··· SOURCE MATERIAL ···
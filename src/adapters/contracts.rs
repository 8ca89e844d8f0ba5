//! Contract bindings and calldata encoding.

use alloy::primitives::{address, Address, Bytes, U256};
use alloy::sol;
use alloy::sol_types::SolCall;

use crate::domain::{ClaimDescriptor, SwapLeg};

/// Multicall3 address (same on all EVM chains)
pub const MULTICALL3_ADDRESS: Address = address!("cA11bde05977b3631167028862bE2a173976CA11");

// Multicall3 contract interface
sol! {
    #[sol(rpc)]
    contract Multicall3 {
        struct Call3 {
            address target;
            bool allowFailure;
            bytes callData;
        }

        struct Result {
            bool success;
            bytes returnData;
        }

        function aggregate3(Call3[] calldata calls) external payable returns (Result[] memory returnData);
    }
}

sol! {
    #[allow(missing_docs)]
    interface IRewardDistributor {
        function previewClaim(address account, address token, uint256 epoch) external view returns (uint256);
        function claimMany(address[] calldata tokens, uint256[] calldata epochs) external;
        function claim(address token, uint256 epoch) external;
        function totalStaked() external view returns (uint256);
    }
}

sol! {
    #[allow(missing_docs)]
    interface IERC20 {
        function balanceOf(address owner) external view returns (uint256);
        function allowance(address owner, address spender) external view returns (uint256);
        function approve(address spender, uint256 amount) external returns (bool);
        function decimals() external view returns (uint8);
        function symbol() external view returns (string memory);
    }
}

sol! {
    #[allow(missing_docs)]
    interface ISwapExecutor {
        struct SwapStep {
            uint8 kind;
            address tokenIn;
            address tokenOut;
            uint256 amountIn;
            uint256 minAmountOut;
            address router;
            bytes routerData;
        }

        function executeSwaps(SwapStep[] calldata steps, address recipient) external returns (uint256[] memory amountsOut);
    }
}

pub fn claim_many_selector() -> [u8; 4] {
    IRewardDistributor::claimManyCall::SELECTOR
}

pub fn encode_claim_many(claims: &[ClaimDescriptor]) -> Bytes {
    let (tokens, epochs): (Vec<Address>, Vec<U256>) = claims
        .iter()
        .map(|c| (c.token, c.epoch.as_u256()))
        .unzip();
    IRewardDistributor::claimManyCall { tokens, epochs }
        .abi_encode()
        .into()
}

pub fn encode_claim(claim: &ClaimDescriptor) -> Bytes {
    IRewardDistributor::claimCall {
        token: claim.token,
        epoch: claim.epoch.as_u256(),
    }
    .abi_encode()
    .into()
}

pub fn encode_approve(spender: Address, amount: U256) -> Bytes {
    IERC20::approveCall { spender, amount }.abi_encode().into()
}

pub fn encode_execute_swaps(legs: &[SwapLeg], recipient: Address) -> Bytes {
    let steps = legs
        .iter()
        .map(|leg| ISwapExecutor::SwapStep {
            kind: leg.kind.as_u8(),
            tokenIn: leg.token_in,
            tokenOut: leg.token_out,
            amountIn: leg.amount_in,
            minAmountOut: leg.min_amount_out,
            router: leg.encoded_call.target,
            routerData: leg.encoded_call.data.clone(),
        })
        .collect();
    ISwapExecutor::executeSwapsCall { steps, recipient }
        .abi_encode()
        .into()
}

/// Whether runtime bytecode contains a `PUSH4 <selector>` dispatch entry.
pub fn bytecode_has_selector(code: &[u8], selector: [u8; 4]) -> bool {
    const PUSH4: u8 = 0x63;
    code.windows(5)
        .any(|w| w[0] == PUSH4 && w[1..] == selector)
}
···
··· SOURCE MATERIAL ···
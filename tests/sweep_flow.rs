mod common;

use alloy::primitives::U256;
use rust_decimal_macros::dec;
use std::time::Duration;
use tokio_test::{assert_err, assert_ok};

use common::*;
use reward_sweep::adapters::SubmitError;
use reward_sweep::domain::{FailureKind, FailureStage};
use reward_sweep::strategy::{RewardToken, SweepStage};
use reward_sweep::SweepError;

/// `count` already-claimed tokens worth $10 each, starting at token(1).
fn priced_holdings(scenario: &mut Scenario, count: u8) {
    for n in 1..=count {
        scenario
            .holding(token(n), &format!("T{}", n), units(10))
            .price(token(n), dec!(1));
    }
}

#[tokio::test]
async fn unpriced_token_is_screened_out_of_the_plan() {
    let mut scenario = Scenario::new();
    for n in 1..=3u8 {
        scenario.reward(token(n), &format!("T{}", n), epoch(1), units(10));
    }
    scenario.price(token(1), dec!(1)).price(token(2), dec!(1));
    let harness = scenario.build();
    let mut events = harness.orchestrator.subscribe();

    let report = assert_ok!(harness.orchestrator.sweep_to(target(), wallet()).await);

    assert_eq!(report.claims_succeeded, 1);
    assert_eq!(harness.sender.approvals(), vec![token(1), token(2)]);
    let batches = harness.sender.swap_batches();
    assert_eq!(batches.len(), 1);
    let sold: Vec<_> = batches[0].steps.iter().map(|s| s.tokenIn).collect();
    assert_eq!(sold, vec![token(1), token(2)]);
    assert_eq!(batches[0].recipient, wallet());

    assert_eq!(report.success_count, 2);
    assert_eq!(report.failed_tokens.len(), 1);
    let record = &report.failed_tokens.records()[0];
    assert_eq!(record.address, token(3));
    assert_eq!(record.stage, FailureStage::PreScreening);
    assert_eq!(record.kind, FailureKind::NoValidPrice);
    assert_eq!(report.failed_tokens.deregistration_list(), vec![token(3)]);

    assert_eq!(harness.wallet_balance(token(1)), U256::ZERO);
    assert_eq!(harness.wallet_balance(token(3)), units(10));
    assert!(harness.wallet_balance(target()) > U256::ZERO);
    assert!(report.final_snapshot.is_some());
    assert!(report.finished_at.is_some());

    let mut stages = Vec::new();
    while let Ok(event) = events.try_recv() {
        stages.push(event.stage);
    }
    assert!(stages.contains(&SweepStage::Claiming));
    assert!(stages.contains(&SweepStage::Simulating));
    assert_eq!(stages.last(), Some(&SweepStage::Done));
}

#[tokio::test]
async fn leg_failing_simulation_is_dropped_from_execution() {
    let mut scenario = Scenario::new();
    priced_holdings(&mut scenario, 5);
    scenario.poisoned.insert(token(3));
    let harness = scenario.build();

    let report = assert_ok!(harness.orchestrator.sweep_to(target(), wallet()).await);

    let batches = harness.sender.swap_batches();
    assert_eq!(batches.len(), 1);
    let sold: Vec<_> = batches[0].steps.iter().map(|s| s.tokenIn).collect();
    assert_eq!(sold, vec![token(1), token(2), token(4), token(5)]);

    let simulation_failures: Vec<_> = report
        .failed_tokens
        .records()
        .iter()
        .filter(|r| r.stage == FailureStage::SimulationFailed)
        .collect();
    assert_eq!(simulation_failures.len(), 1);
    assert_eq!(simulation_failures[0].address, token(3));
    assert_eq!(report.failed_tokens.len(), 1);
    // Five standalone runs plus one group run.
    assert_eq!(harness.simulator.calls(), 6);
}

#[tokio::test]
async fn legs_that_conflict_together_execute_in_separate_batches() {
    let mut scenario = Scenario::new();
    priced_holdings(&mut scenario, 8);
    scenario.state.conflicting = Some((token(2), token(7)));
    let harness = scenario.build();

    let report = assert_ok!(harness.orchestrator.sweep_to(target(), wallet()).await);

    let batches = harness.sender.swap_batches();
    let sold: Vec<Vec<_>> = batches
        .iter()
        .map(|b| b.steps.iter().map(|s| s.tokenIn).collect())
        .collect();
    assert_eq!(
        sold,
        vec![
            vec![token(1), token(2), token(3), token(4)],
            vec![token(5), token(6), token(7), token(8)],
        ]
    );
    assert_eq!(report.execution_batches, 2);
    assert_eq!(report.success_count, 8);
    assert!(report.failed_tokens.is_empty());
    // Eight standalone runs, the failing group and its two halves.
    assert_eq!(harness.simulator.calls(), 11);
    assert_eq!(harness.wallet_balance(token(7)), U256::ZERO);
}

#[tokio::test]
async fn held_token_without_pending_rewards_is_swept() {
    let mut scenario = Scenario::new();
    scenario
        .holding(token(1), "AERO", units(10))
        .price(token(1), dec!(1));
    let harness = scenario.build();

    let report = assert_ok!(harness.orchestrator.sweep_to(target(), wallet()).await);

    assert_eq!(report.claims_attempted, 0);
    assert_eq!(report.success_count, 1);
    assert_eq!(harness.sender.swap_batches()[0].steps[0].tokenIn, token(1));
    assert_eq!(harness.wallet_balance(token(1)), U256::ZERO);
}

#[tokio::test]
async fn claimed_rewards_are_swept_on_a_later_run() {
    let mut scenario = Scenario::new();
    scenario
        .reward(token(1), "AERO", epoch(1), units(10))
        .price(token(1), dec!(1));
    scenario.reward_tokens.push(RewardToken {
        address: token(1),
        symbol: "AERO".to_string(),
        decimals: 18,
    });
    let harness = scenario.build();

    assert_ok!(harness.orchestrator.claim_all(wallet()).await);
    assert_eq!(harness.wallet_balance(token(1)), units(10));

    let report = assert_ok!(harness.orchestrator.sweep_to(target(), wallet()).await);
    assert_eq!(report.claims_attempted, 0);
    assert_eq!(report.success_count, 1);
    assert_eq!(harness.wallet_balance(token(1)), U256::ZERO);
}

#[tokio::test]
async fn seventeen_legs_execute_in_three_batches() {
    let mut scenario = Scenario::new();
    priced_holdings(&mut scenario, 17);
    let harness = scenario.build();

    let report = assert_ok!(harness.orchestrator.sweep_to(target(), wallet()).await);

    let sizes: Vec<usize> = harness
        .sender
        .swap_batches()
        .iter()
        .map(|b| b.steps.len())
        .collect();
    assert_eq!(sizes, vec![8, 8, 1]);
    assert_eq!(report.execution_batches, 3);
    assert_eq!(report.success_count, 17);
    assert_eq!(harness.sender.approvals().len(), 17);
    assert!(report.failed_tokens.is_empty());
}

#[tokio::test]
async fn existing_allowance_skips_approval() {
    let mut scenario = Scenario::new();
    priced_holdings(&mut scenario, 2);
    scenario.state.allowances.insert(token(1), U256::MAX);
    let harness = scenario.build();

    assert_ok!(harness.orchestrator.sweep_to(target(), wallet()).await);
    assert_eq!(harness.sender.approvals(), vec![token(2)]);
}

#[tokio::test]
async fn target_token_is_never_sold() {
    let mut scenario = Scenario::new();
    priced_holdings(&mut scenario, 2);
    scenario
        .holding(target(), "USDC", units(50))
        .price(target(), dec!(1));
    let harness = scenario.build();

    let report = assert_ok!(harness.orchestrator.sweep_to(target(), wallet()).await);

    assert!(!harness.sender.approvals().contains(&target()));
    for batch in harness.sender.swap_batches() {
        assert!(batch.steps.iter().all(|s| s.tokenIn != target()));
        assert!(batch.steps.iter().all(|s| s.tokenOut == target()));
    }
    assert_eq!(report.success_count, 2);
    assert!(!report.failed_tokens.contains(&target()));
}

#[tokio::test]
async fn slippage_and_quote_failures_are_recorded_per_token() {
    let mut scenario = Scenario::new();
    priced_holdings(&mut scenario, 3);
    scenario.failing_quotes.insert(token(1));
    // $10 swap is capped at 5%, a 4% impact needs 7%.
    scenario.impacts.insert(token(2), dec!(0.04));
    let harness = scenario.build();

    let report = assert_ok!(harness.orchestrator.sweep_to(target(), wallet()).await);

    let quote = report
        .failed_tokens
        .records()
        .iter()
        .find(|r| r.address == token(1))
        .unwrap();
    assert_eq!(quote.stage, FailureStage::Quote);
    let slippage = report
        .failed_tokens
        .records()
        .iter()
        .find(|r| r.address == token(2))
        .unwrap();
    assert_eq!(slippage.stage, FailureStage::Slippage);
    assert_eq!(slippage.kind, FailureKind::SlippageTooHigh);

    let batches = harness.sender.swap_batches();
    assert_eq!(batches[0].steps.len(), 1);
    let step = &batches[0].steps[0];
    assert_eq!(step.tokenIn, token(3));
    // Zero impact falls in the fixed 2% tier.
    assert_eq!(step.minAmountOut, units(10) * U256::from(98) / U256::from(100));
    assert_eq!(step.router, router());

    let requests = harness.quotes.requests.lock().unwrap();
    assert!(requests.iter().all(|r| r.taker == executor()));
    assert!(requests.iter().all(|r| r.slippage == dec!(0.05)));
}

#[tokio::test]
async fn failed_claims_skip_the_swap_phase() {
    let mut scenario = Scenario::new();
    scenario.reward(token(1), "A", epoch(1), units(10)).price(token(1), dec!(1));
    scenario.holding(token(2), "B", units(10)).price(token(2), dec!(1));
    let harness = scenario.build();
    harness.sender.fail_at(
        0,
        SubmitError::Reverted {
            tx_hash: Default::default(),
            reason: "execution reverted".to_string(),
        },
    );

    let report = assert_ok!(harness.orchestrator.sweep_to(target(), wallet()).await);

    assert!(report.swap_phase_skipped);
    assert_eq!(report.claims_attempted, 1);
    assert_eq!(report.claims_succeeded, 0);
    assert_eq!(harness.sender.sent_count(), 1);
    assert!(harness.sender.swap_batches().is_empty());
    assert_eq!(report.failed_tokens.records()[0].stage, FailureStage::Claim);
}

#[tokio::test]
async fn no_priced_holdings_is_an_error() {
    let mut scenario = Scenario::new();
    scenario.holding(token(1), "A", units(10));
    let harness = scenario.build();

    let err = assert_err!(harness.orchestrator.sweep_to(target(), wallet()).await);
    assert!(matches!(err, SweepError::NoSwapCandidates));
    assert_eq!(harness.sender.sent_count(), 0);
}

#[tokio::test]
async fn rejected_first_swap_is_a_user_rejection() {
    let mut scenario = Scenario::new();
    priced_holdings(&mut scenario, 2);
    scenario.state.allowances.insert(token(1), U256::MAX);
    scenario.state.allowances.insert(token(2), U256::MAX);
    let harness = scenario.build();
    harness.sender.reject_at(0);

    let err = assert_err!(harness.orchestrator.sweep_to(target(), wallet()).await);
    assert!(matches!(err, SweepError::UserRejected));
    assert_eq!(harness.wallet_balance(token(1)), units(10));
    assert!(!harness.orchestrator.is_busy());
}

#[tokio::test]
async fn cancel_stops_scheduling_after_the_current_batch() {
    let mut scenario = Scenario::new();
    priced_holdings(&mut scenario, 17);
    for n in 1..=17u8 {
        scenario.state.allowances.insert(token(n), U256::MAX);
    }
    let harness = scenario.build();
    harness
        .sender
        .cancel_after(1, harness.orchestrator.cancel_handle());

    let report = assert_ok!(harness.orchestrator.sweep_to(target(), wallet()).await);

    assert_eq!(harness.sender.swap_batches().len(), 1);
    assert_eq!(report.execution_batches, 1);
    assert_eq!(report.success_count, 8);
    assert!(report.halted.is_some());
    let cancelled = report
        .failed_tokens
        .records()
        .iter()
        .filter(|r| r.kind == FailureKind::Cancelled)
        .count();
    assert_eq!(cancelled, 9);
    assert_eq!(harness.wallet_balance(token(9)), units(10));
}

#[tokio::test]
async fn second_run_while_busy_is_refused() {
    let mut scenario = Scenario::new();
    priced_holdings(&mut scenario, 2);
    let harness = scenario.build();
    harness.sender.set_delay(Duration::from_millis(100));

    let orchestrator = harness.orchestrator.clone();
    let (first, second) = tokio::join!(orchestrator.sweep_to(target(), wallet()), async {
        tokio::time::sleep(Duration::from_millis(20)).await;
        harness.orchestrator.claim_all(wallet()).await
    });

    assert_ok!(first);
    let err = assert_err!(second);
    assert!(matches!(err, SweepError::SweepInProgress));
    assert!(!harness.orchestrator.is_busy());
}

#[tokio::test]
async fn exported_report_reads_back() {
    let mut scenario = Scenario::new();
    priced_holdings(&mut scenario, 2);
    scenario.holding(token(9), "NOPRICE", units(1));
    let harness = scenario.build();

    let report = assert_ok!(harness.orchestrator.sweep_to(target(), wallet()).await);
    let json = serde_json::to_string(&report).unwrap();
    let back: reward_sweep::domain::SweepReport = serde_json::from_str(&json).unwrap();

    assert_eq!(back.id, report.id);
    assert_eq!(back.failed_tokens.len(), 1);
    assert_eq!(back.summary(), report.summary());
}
···
** WHAT YOU ARE ASKED TO DO **
For the data above, give the number of lines in which the word "SwapLeg" appears, and nothing more.

** PROBLEM SOLUTION **
2